> [Problem details]
Look through the lines below and extract each one that contains "verbosity".

══ Exercise inputs ══

#![cfg(feature = "test")]

// crates.io
use httpmock::prelude::*;
use serde_json::{Value, json};
// self
use supermarket::{
	_preludet::*,
	clip::{ClipPipeline, ClipStats, RunMode},
	config::ConfigOption,
	error::{ClipRejection, ErrorCategory},
	promotion::PromotionSearchOptions,
	provider::{Registry, Supermarket, safeway},
	rate_limit::RateLimiter,
};

const LIST_PATH: &str = "/abs/pub/mobile/j4u/api/ecomgallery";
const CLIP_PATH: &str = "/abs/pub/mobile/j4u/api/offers/clip";

fn offer(clip_id: &str, offer_id: Value, status: &str, is_clippable: bool) -> Value {
	json!({
		"brand": "Acme",
		"clipId": clip_id,
		"extlOfferId": format!("ext-{clip_id}"),
		"description": format!("Offer {clip_id}"),
		"hierarchies": { "categories": ["Dairy"], "events": [] },
		"offerId": offer_id,
		"offerPgm": "PD",
		"status": status,
		"startDate": "1747157766952",
		"endDate": 1747762566952_i64,
		"deleted": false,
		"isClippable": is_clippable,
		"isDisplayable": true,
	})
}

fn build_provider(server: &MockServer, extra: impl IntoIterator<Item = ConfigOption>) -> Box<dyn Supermarket> {
	let registry = Registry::new();
	let mut options = mock_options(&server.base_url());

	options.extend(extra);
	safeway::register(&registry);

	registry
		.create(&CancellationToken::new(), safeway::NAME, options)
		.expect("Safeway provider should build against the mock server.")
}

fn pipeline(mode: RunMode, observer: Arc<RecordingObserver>) -> ClipPipeline {
	ClipPipeline::new(RateLimiter::disabled()).with_observer(observer).with_mode(mode)
}

async fn mock_token(server: &MockServer) -> httpmock::Mock<'_> {
	server
		.mock_async(|when, then| {
			when.method(POST)
				.path("/token")
				.header("user-agent", "okhttp/4.12.0")
				.form_urlencoded_tuple("grant_type", "refresh_token")
				.form_urlencoded_tuple("refresh_token", "refresh-test")
				.form_urlencoded_tuple("client_id", "client-test")
				.form_urlencoded_tuple("scope", "openid profile offline_access partner");
			then.status(200).header("content-type", "application/json").json_body(json!({
				"access_token": "access-1",
				"refresh_token": "refresh-2",
				"token_type": "Bearer",
				"expires_in": 3600,
			}));
		})
		.await
}

async fn mock_gallery(server: &MockServer, coupons: Vec<Value>) -> httpmock::Mock<'_> {
	server
		.mock_async(|when, then| {
			when.method(GET)
				.path(LIST_PATH)
				.query_param("storeId", "1234")
				.query_param("offerPgm", "PD-CC")
				.header("authorization", "Bearer access-1");
			then.status(200)
				.header("content-type", "application/json")
				.json_body(json!({ "cc": coupons, "pd": null }));
		})
		.await
}

async fn mock_clip<'a>(server: &'a MockServer, offer_id: &str) -> httpmock::Mock<'a> {
	let body = json!({
		"items": [
			{ "clipType": "C", "itemId": offer_id, "itemType": "PD" },
			{ "clipType": "L", "itemId": offer_id, "itemType": "PD" },
		]
	});

	server
		.mock_async(|when, then| {
			when.method(POST)
				.path(CLIP_PATH)
				.query_param("storeId", "1234")
				.header("authorization", "Bearer access-1")
				.header("x-swy_api_key", "appandroid")
				.json_body(body);
			then.status(200).header("content-type", "application/json").json_body(json!({
				"items": [{ "clipType": "C", "itemId": offer_id, "itemType": "PD", "status": 1 }]
			}));
		})
		.await
}

#[tokio::test]
async fn clip_all_run_counts_each_bucket_and_clips_once() {
	let server = MockServer::start_async().await;
	let token = mock_token(&server).await;
	let gallery = mock_gallery(
		&server,
		vec![
			offer("already", json!("1001"), "C", true),
			offer("ignored", json!("1002"), "U", false),
			offer("eligible", json!("1003"), "U", true),
		],
	)
	.await;
	let clip = mock_clip(&server, "1003").await;
	let provider = build_provider(&server, []);
	let observer = Arc::new(RecordingObserver::default());
	let report = pipeline(RunMode::ClipAll, observer.clone())
		.run(&CancellationToken::new(), provider.as_ref(), &PromotionSearchOptions::default())
		.await
		.expect("Clip-all run should succeed.");
	let expected =
		ClipStats { already_clipped: 1, newly_clipped: 1, deleted: 0, ignored: 1, errors: 0 };

	assert_eq!(report.fetched, 3);
	assert_eq!(report.stats, expected);
	assert!(report.failures.is_empty());
	assert_eq!(*observer.stats.lock(), vec![expected]);
	assert_eq!(*observer.finished.lock(), vec![true]);

	// One token exchange serves the refresh, the listing, and the clip.
	token.assert_calls_async(1).await;
	gallery.assert_calls_async(1).await;
	clip.assert_calls_async(1).await;
}

#[tokio::test]
async fn refresh_failure_stops_before_any_listing() {
	let server = MockServer::start_async().await;
	let token = server
		.mock_async(|when, then| {
			when.method(POST).path("/token");
			then.status(400).header("content-type", "application/json").json_body(json!({
				"error": "invalid_grant",
				"error_description": "refresh token expired",
			}));
		})
		.await;
	let gallery = mock_gallery(&server, Vec::new()).await;
	let provider = build_provider(&server, []);
	let observer = Arc::new(RecordingObserver::default());
	let err = pipeline(RunMode::ClipAll, observer.clone())
		.run(&CancellationToken::new(), provider.as_ref(), &PromotionSearchOptions::default())
		.await
		.expect_err("Rejected refresh should fail the run.");

	assert_eq!(err.category(), ErrorCategory::TokenRefresh);
	assert!(err.to_string().contains("invalid_grant"), "Unexpected error: {err}");
	assert_eq!(*observer.errors.lock(), vec![ErrorCategory::TokenRefresh]);
	assert_eq!(*observer.stats.lock(), vec![ClipStats::default()]);
	assert_eq!(*observer.finished.lock(), vec![false]);

	token.assert_calls_async(1).await;
	gallery.assert_calls_async(0).await;
}

#[tokio::test]
async fn missing_promo_code_is_counted_and_the_run_continues() {
	let server = MockServer::start_async().await;
	let _token = mock_token(&server).await;
	let _gallery = mock_gallery(
		&server,
		vec![offer("no-code", Value::Null, "U", true), offer("valid", json!("2002"), "U", true)],
	)
	.await;
	let clip = mock_clip(&server, "2002").await;
	let provider = build_provider(&server, []);
	let observer = Arc::new(RecordingObserver::default());
	let report = pipeline(RunMode::ClipAll, observer.clone())
		.run(&CancellationToken::new(), provider.as_ref(), &PromotionSearchOptions::default())
		.await
		.expect("Item failures should not fail the run.");

	assert_eq!(report.stats.errors, 1);
	assert_eq!(report.stats.newly_clipped, 1);
	assert_eq!(report.failures.len(), 1);
	assert!(matches!(
		&report.failures[0],
		Error::ClipItem { id, source }
			if id == "no-code"
				&& matches!(
					**source,
					Error::ClipRejected { reason: ClipRejection::MissingPromoCode, .. }
				)
	));
	assert_eq!(*observer.errors.lock(), vec![ErrorCategory::ClipDeal]);

	clip.assert_calls_async(1).await;
}

#[tokio::test]
async fn requests_carry_identity_and_bearer_headers() {
	let server = MockServer::start_async().await;
	let _token = mock_token(&server).await;
	let gallery = server
		.mock_async(|when, then| {
			when.method(GET)
				.path(LIST_PATH)
				.query_param("includeRedeemedBonusOffers", "y")
				.header("authorization", "Bearer access-1")
				.header("user-agent", "okhttp/4.12.0")
				.header("accept", "application/json")
				.header("platform", "android")
				.header("x-swy_version", "2.1")
				.header("x-swy_banner", "safeway")
				.header("storeid", "1234")
				.header("x-swy_api_key", "api-key-test")
				.header("appversion", "2025.1.0");
			then.status(200).header("content-type", "application/json").json_body(json!({}));
		})
		.await;
	// Wire logging is observational and must not change what is sent.
	let provider = build_provider(&server, [ConfigOption::Debug(true)]);
	let report = pipeline(RunMode::ListOnly, Arc::new(RecordingObserver::default()))
		.run(&CancellationToken::new(), provider.as_ref(), &PromotionSearchOptions::default())
		.await
		.expect("List-only run should succeed.");

	assert_eq!(report.fetched, 0);

	gallery.assert_calls_async(1).await;
}

#[tokio::test]
async fn listing_failures_are_fatal_and_categorized() {
	let server = MockServer::start_async().await;
	let _token = mock_token(&server).await;
	let gallery = server
		.mock_async(|when, then| {
			when.method(GET).path(LIST_PATH);
			then.status(503);
		})
		.await;
	let clip = mock_clip(&server, "1").await;
	let provider = build_provider(&server, []);
	let err = pipeline(RunMode::ClipAll, Arc::new(RecordingObserver::default()))
		.run(&CancellationToken::new(), provider.as_ref(), &PromotionSearchOptions::default())
		.await
		.expect_err("HTTP 503 should fail the run.");

	assert!(matches!(err, Error::Fetch { .. }));
	assert_eq!(err.category(), ErrorCategory::PromotionsFetch);

	gallery.assert_calls_async(1).await;
	clip.assert_calls_async(0).await;
}

#[tokio::test]
async fn malformed_listing_is_a_parse_failure() {
	let server = MockServer::start_async().await;
	let _token = mock_token(&server).await;
	let _gallery = server
		.mock_async(|when, then| {
			when.method(GET).path(LIST_PATH);
			then.status(200)
				.header("content-type", "application/json")
				.json_body(json!({ "cc": [{ "clipId": 7 }] }));
		})
		.await;
	let provider = build_provider(&server, []);
	let err = pipeline(RunMode::ListOnly, Arc::new(RecordingObserver::default()))
		.run(&CancellationToken::new(), provider.as_ref(), &PromotionSearchOptions::default())
		.await
		.expect_err("Numeric clip ids should not decode.");

	assert_eq!(err.category(), ErrorCategory::PromotionsParse);
}

#[tokio::test]
async fn health_probe_needs_a_prior_refresh() {
	let server = MockServer::start_async().await;
	let token = mock_token(&server).await;
	let provider = build_provider(&server, []);
	let ctx = CancellationToken::new();
	let authenticator = provider.authenticator().expect("Safeway exposes an authenticator.");

	assert!(!authenticator.is_authenticated(&ctx).await.expect("Probe should not fail."));
	token.assert_calls_async(0).await;

	let access = authenticator.refresh_token(&ctx).await.expect("Refresh should succeed.");

	assert_eq!(access.access_token.expose(), "access-1");
	assert!(authenticator.is_authenticated(&ctx).await.expect("Probe should not fail."));

	// The cached token is still valid, so the probe does not exchange again.
	token.assert_calls_async(1).await;
}

#[tokio::test]
async fn unreachable_token_endpoint_fails_authentication() {
	let server = MockServer::start_async().await;
	let mut options = mock_options(&server.base_url());

	options.push(ConfigOption::TokenUrl(
		Url::parse("http://127.0.0.1:9/token").expect("Closed port URL should parse."),
	));

	let registry = Registry::new();

	safeway::register(&registry);

	let provider = registry
		.create(&CancellationToken::new(), safeway::NAME, options)
		.expect("Provider should build.");
	let err = provider
		.authenticator()
		.expect("Safeway exposes an authenticator.")
		.refresh_token(&CancellationToken::new())
		.await
		.expect_err("Closed ports should fail.");

	assert_eq!(err.category(), ErrorCategory::TokenRefresh);
}
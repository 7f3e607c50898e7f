// crates.io
use reqwest::{
	Request,
	header::{AUTHORIZATION, HeaderValue},
};
// self
use crate::{
	_prelude::*,
	auth::TokenSource,
	error::ConfigError,
	http::{Middleware, Next, TransportFuture},
};

/// Sets the `Authorization` header from a [`TokenSource`], refreshing when needed.
///
/// A refresh failure fails the request; nothing is retried.
pub struct BearerAuth {
	source: Arc<dyn TokenSource>,
}
impl BearerAuth {
	/// Creates the stage for `source`.
	pub fn new(source: Arc<dyn TokenSource>) -> Self {
		Self { source }
	}
}
impl Middleware for BearerAuth {
	fn handle<'a>(&'a self, mut request: Request, next: Next<'a>) -> TransportFuture<'a> {
		Box::pin(async move {
			let token = self.source.token().await?;
			let mut value = HeaderValue::from_str(&token.authorization_value())
				.map_err(|_| ConfigError::InvalidHeader { name: AUTHORIZATION.to_string() })?;

			value.set_sensitive(true);
			request.headers_mut().insert(AUTHORIZATION, value);

			next.run(request).await
		})
	}
}
impl Debug for BearerAuth {
	fn fmt(&self, f: &mut Formatter) -> FmtResult {
		f.write_str("BearerAuth(..)")
	}
}
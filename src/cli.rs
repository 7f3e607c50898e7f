//! Command-line surface: argument model, subscriber setup, and the top-level run.
//!
//! Every flag falls back to an environment variable so the binary can run from a scheduler
//! without a wrapper script.

// std
use std::time::Duration;
// crates.io
use clap::{Parser, builder::FalseyValueParser};
use tracing_subscriber::{EnvFilter, fmt, layer::SubscriberExt, util::SubscriberInitExt};
// self
use crate::{
	_prelude::*,
	clip::{ClipPipeline, RunMode, RunReport},
	config::{Config, ConfigOption},
	obs::{self, MetricsObserver, Observer},
	promotion::PromotionSearchOptions,
	provider::{Registry, safeway},
	rate_limit::RateLimiter,
};

/// Jitter applied to `--delay-ms`.
pub const DELAY_JITTER: f64 = 0.5;

/// Command-line arguments.
#[derive(Clone, Parser)]
#[command(name = "supermarket", about = "Lists and clips grocery digital promotions", version)]
pub struct Args {
	/// Refresh token for authentication.
	#[arg(long, env = "REFRESH_TOKEN", default_value = "", hide_default_value = true)]
	pub refresh_token: String,
	/// OAuth client id for authentication.
	#[arg(long, env = "CLIENT_ID", default_value = "")]
	pub client_id: String,
	/// User agent presented on every request.
	#[arg(long, env = "USER_AGENT", default_value = "okhttp/4.12.0")]
	pub user_agent: String,
	/// Vendor API key.
	#[arg(long, env = "API_KEY", default_value = "", hide_default_value = true)]
	pub api_key: String,
	/// Store whose promotions are listed.
	#[arg(long, env = "STORE_ID", default_value = "")]
	pub store_id: String,
	/// Mobile app version to emulate.
	#[arg(long, env = "APP_VERSION", default_value = "")]
	pub app_version: String,
	/// Clip every eligible promotion instead of only listing them.
	#[arg(long, env = "CLIP_ALL", value_parser = FalseyValueParser::new())]
	pub clip_all: bool,
	/// Delay between clip calls in milliseconds, randomized by +/-50%.
	#[arg(long, env = "DELAY_MS", default_value_t = 1000)]
	pub delay_ms: u64,
	/// Log verbosity [0-4]; `RUST_LOG` takes precedence when set.
	#[arg(short, long, env = "VERBOSE", default_value_t = 0, value_parser = clap::value_parser!(u8).range(0..=4))]
	pub verbose: u8,
	/// Registered provider to run against.
	#[arg(long, env = "PROVIDER", default_value = safeway::NAME)]
	pub provider: String,
	/// Overrides the provider's token endpoint.
	#[arg(long, env = "SAFEWAY_TOKEN_URL")]
	pub token_url: Option<Url>,
	/// Per-request HTTP timeout in seconds.
	#[arg(long, env = "TIMEOUT_SECS", default_value_t = 30)]
	pub timeout_secs: u64,
}
impl Args {
	/// Ordered provider options derived from the arguments.
	pub fn options(&self) -> Vec<ConfigOption> {
		let mut options = vec![
			ConfigOption::UserAgent(self.user_agent.clone()),
			ConfigOption::AppVersion(self.app_version.clone()),
			ConfigOption::credentials(&self.client_id, &self.refresh_token),
			ConfigOption::ApiKey(self.api_key.clone()),
			ConfigOption::Debug(self.verbose > 0),
			ConfigOption::StoreId(self.store_id.clone()),
			ConfigOption::Timeout(Duration::from_secs(self.timeout_secs)),
		];

		if let Some(url) = &self.token_url {
			options.push(ConfigOption::TokenUrl(url.clone()));
		}

		options
	}

	/// Run mode selected by `--clip-all`.
	pub fn mode(&self) -> RunMode {
		if self.clip_all { RunMode::ClipAll } else { RunMode::ListOnly }
	}

	/// Rate limiter built from `--delay-ms`.
	pub fn rate_limiter(&self) -> RateLimiter {
		RateLimiter::new(Duration::from_millis(self.delay_ms), DELAY_JITTER)
	}
}
impl Debug for Args {
	fn fmt(&self, f: &mut Formatter) -> FmtResult {
		f.debug_struct("Args")
			.field("client_id", &self.client_id)
			.field("user_agent", &self.user_agent)
			.field("store_id", &self.store_id)
			.field("app_version", &self.app_version)
			.field("clip_all", &self.clip_all)
			.field("delay_ms", &self.delay_ms)
			.field("verbose", &self.verbose)
			.field("provider", &self.provider)
			.field("token_url", &self.token_url.as_ref().map(Url::as_str))
			.field("timeout_secs", &self.timeout_secs)
			.finish_non_exhaustive()
	}
}

/// Default filter directives for a verbosity level.
pub fn filter_directives(verbose: u8) -> &'static str {
	match verbose {
		0 => "warn,supermarket=info",
		1 => "warn,supermarket=debug",
		2 => "info,supermarket=debug",
		3 => "debug",
		_ => "trace",
	}
}

/// Installs the global `fmt` subscriber; `RUST_LOG` overrides `verbose`.
pub fn init_tracing(verbose: u8) {
	let filter = EnvFilter::try_from_default_env()
		.unwrap_or_else(|_| EnvFilter::new(filter_directives(verbose)));

	tracing_subscriber::registry().with(fmt::layer().with_target(false)).with(filter).init();
}

/// Validates the arguments, builds the configured provider, and runs the pipeline once.
///
/// Missing credentials fail with a config validation error before any request is sent.
pub async fn run(args: &Args, ctx: &CancellationToken) -> Result<RunReport> {
	obs::record_build_info(env!("CARGO_PKG_VERSION"));

	run_with_observer(args, ctx, Arc::new(MetricsObserver::default())).await
}

/// [`run`] reporting to `observer`.
///
/// Failures before the pipeline starts are still reported as a started and failed run.
pub async fn run_with_observer(
	args: &Args,
	ctx: &CancellationToken,
	observer: Arc<dyn Observer>,
) -> Result<RunReport> {
	let options = args.options();

	if let Err(e) = Config::from_options(options.clone()).validate_required() {
		return Err(reject_run(observer.as_ref(), e.into()));
	}

	let registry = Registry::new();

	safeway::register(&registry);

	tracing::debug!(?args, providers = ?registry.available(), "cli: starting run");

	let supermarket = match registry.create(ctx, &args.provider, options) {
		Ok(supermarket) => supermarket,
		Err(e) => return Err(reject_run(observer.as_ref(), e)),
	};

	ClipPipeline::new(args.rate_limiter())
		.with_observer(observer)
		.with_mode(args.mode())
		.run(ctx, supermarket.as_ref(), &PromotionSearchOptions::default())
		.await
}

fn reject_run(observer: &dyn Observer, err: Error) -> Error {
	observer.run_started();
	observer.error(err.category());
	observer.run_finished(false);

	err
}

═══

> [Response area]
	/// Log verbosity [0-4]; `RUST_LOG` takes precedence when set.
/// Default filter directives for a verbosity level.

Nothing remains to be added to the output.